En toch is zelfs die afstomping niet het echte probleem. Een auteur als Brett Easton Ellis slaagde er in 1985 met Less than Zero nog in om een roman te schrijven over extreem afgestompte jongeren die tot het uiterste gaan om te proberen nog iets te voelen. Maar die moeite lijkt Sus niet te willen doen. Ze komt er hooguit toe om zichzelf af en toe te ‘testen’:
De test van gisteren was geweest: Vrees.
Angst, pijn, uithoudingsvermogen. En wilskracht. Dat zijn de dingen die ze test. Al is wilskracht niet zozeer een test als wel een constante strijd tegen de drang om alles te vergeten, je op te krullen tot een kleine stonede bol en televisie te kijken.

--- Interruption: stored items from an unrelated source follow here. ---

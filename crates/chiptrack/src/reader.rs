//! Bounds-checked little-endian reads over an in-memory image.

use crate::error::{Error, Result};

/// Read-only view over image bytes.
///
/// Every read is checked against the image length and fails with
/// [`Error::OutOfBounds`] instead of truncating. The reader holds no cursor,
/// so one instance can be shared freely.
#[derive(Debug, Clone, Copy)]
pub struct BinaryReader<'a> {
    data: &'a [u8],
}

impl<'a> BinaryReader<'a> {
    /// Wrap an image.
    pub fn new(data: &'a [u8]) -> Self {
        Self { data }
    }

    /// Image length in bytes.
    pub fn len(&self) -> usize {
        self.data.len()
    }

    /// Whether the image is empty.
    pub fn is_empty(&self) -> bool {
        self.data.is_empty()
    }

    /// Whether `offset..offset + width` lies inside the image.
    pub fn contains(&self, offset: usize, width: usize) -> bool {
        offset
            .checked_add(width)
            .is_some_and(|end| end <= self.data.len())
    }

    /// Borrow `len` bytes starting at `offset`.
    pub fn slice(&self, offset: usize, len: usize) -> Result<&'a [u8]> {
        if !self.contains(offset, len) {
            return Err(Error::OutOfBounds {
                offset,
                width: len,
                len: self.data.len(),
            });
        }
        Ok(&self.data[offset..offset + len])
    }

    fn array<const N: usize>(&self, offset: usize) -> Result<[u8; N]> {
        let mut out = [0u8; N];
        out.copy_from_slice(self.slice(offset, N)?);
        Ok(out)
    }

    /// Read one byte.
    pub fn read_u8(&self, offset: usize) -> Result<u8> {
        Ok(self.array::<1>(offset)?[0])
    }

    /// Read a little-endian `u16`.
    pub fn read_u16(&self, offset: usize) -> Result<u16> {
        self.array(offset).map(u16::from_le_bytes)
    }

    /// Read a little-endian `u32`.
    pub fn read_u32(&self, offset: usize) -> Result<u32> {
        self.array(offset).map(u32::from_le_bytes)
    }

    /// Read a little-endian `i32`.
    pub fn read_i32(&self, offset: usize) -> Result<i32> {
        self.array(offset).map(i32::from_le_bytes)
    }

    /// Read a fixed-capacity text field.
    ///
    /// The whole field must lie inside the image. Text stops at the first
    /// zero byte (or at `capacity`) and is decoded as lossy UTF-8.
    pub fn read_fixed_string(&self, offset: usize, capacity: usize) -> Result<String> {
        let field = self.slice(offset, capacity)?;
        let end = field.iter().position(|&b| b == 0).unwrap_or(field.len());
        Ok(String::from_utf8_lossy(&field[..end]).into_owned())
    }
}
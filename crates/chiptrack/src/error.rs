//! Error handling for container parsing and playback.

use chiptrack_core::ChipError;
use thiserror::Error;

/// Convenient result alias for parsing and playback.
pub type Result<T> = std::result::Result<T, Error>;

/// Errors raised while parsing an image or driving a session.
///
/// Parse errors (`BadMagic`, `Truncated`, `BadMetadata`, `MalformedEvents`,
/// `OutOfBounds`) are detected at open or start and leave the session as it
/// was. Usage errors (`InvalidTrack`, `NotStarted`, `NotPlaying`,
/// `ClosedSession`) never mutate state either.
#[derive(Debug, Error)]
pub enum Error {
    /// Image does not start with the `CHTK` signature.
    #[error("image must start with CHTK signature")]
    BadMagic,
    /// A fixed-size section extends past the end of the image.
    #[error("image truncated: {section} needs {needed} bytes, image has {len}")]
    Truncated {
        /// Section being read.
        section: &'static str,
        /// Bytes required from the start of the image.
        needed: usize,
        /// Actual image length.
        len: usize,
    },
    /// Header or table content is inconsistent.
    #[error("bad metadata: {msg}")]
    BadMetadata {
        /// Human-readable explanation of the validation failure.
        msg: String,
    },
    /// A track's event stream violates ordering or addressing rules.
    #[error("malformed events in track {track} at event {event}: {msg}")]
    MalformedEvents {
        /// Track index.
        track: usize,
        /// Index of the offending event within the stream.
        event: usize,
        /// Human-readable explanation.
        msg: String,
    },
    /// A read ran past the end of the image.
    #[error("read of {width} bytes at offset 0x{offset:x} exceeds image length {len}")]
    OutOfBounds {
        /// Requested offset.
        offset: usize,
        /// Requested width in bytes.
        width: usize,
        /// Image length.
        len: usize,
    },
    /// Track index outside `0..track_count`.
    #[error("track {index} out of range (image has {count} tracks)")]
    InvalidTrack {
        /// Requested index.
        index: usize,
        /// Number of tracks in the image.
        count: usize,
    },
    /// A chip rejected a register write.
    #[error(transparent)]
    InvalidRegister(#[from] ChipError),
    /// Sample rate is zero or above the supported maximum.
    #[error("invalid sample rate {0} Hz")]
    InvalidSampleRate(u32),
    /// `play` was called before any track was started.
    #[error("no track has been started")]
    NotStarted,
    /// The player was advanced before `start`.
    #[error("player is not playing")]
    NotPlaying,
    /// The session has been closed.
    #[error("session is closed")]
    ClosedSession,
    /// A configuration value is out of range.
    #[error("invalid configuration: {msg}")]
    InvalidConfig {
        /// Human-readable explanation.
        msg: String,
    },
    /// Configuration text could not be deserialized.
    #[error("failed to parse configuration: {0}")]
    Config(#[from] serde_json::Error),
}

impl Error {
    pub(crate) fn bad_metadata(msg: impl Into<String>) -> Self {
        Error::BadMetadata { msg: msg.into() }
    }

    pub(crate) fn malformed(track: usize, event: usize, msg: impl Into<String>) -> Self {
        Error::MalformedEvents {
            track,
            event,
            msg: msg.into(),
        }
    }
}
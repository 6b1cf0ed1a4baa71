//! CHTK track container parser and pull-based playback engine.
//!
//! A CHTK image holds one or more tracks of timed register writes for up to
//! four sound-chip units. This crate provides:
//! - [`parse_header`] / [`parse_track_events`] - validating parser
//! - [`ImageBuilder`] - programmatic image construction
//! - [`SequencePlayer`] - event dispatch and mixing on the output timeline
//! - [`PlaybackSession`] - open an image, start a track, pull interleaved
//!   16-bit stereo, with looping, fading, seeking, tempo and voice muting
//!
//! Chip synthesis lives in [`chiptrack_core`].
//!
//! # Quick start
//!
//! ```
//! use chiptrack::{Event, ImageBuilder, PlaybackSession, TrackHeader};
//! use chiptrack_core::ChipKind;
//!
//! let mut builder = ImageBuilder::new(60);
//! builder.unit(ChipKind::Ay38910, 1_773_400);
//! builder.track(
//!     TrackHeader { end_tick: 60, ..TrackHeader::default() },
//!     vec![Event::new(0, 0, 0x07, 0x3E), Event::new(0, 0, 0x08, 0x0F)],
//! );
//!
//! let mut session = PlaybackSession::open(builder.build(), 44_100)?;
//! session.start(0)?;
//! let mut buffer = [0i16; 1024];
//! while !session.ended() {
//!     session.play(&mut buffer)?;
//! }
//! assert_eq!(session.played().as_secs(), 1);
//! # Ok::<(), chiptrack::Error>(())
//! ```

#![warn(missing_docs)]

pub mod builder;
pub mod config;
pub mod error;
pub mod format;
pub mod parser;
pub mod player;
pub mod reader;
pub mod session;
pub mod shared;
pub mod warning;

pub use builder::ImageBuilder;
pub use config::SessionConfig;
pub use error::{Error, Result};
pub use format::{Event, TrackHeader, TrackIndex, TrackProgram, UnitDescriptor};
pub use parser::{parse_header, parse_track_events};
pub use player::{PlaybackCursor, PlayerState, SequencePlayer};
pub use reader::BinaryReader;
pub use session::{PlaybackSession, TrackImage};
pub use shared::SharedSession;
pub use warning::WarningLog;
//! Conversions between event ticks, output frames and wall time.

use std::time::Duration;

/// Maps event ticks to output frames for one track.
///
/// `frame = tick * sample_rate * 100 / (tick_rate * tempo_percent)`, computed
/// in 64-bit integers and floored, so the mapping is exact and monotonic.
#[derive(Debug, Clone, Copy, PartialEq, Eq)]
pub struct FrameClock {
    tick_rate: u32,
    sample_rate: u32,
    tempo_percent: u32,
}

impl FrameClock {
    /// Clock at normal tempo.
    pub fn new(tick_rate: u32, sample_rate: u32) -> Self {
        Self {
            tick_rate: tick_rate.max(1),
            sample_rate,
            tempo_percent: 100,
        }
    }

    /// Ticks per second.
    pub fn tick_rate(&self) -> u32 {
        self.tick_rate
    }

    /// Output frames per second.
    pub fn sample_rate(&self) -> u32 {
        self.sample_rate
    }

    /// Playback speed in percent (100 = as authored).
    pub fn tempo_percent(&self) -> u32 {
        self.tempo_percent
    }

    /// Change the playback speed (0 is treated as 1).
    pub fn set_tempo_percent(&mut self, percent: u32) {
        self.tempo_percent = percent.max(1);
    }

    /// Output frame at which an event at `tick` is due.
    #[inline]
    pub fn tick_to_frame(&self, tick: u32) -> u64 {
        u64::from(tick) * u64::from(self.sample_rate) * 100
            / (u64::from(self.tick_rate) * u64::from(self.tempo_percent))
    }
}

/// Number of frames covering `ms` milliseconds at `sample_rate`.
pub fn ms_to_frames(ms: u64, sample_rate: u32) -> u64 {
    ms * u64::from(sample_rate) / 1000
}

/// Number of frames covering `duration` at `sample_rate`.
pub fn duration_to_frames(duration: Duration, sample_rate: u32) -> u64 {
    let frames = duration.as_nanos() * u128::from(sample_rate) / 1_000_000_000;
    u64::try_from(frames).unwrap_or(u64::MAX)
}

/// Wall time covered by `frames` at `sample_rate`.
pub fn frames_to_duration(frames: u64, sample_rate: u32) -> Duration {
    let rate = u64::from(sample_rate.max(1));
    let nanos = (frames % rate) * 1_000_000_000 / rate;
    Duration::from_secs(frames / rate) + Duration::from_nanos(nanos)
}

Sus komt in aanraking met andere personages, maar van echt contact is geen sprake. Het is alsof ze alles en iedereen door een glazen wand ziet. De verachting die ze bijvoorbeeld voor bedelaars voelt, heeft een doel:
Sus veracht, maar ze hoopt het op een dag te kunnen upgraden naar haat. Haat kan woede worden, en woede is het beste tegengif tegen angst, daar is ze bijna zeker van.
Ze beweegt zich in een verpauperde Deense wijk, doodt haar tijd in een bibliotheek waar allochtone mannen hele dagen de computers bezetten terwijl gepensioneerde autochtone Denen de kranten doornemen. Contact tussen die twee werelden is er vanzelfsprekend niet.
Angry young man Bengtsson probeert regelmatig uitdrukkelijk te choqueren, bijvoorbeeld met een van zelfhaat vergeven masturbatiescène:
Ze spreidt haar benen. Ze wil zichzelf haten, nee, ze wil zichzelf vernederen, alsof ze nu in de leunstoel ertegenover zat. Walgelijk meisje. Walgelijk dom vleeswrijvend meisje.
Helaas is het effect beperkt omdat in tegenstelling tot bijvoorbeeld Frits van Egters, die in De avonden van Gerard Reve ondanks zijn cynisme kon ontroeren door zijn diep menselijke kwetsbaarheid, lappenpop Sus nooit echt tot leven wordt gewekt. Als gevolg van haar eeuwige apathie, die haar moet vrijwaren van angst en pijn, is haar gevoelsleven een dorre, levenloze woestijn. Dat Bengtsson het verhaal nog wat vaart probeert te geven door haar hasj te laten dealen en een pedofiel in de val lokken om een duivels plan te realiseren, verandert daar niets aan: ze blijft een personage van bordkarton.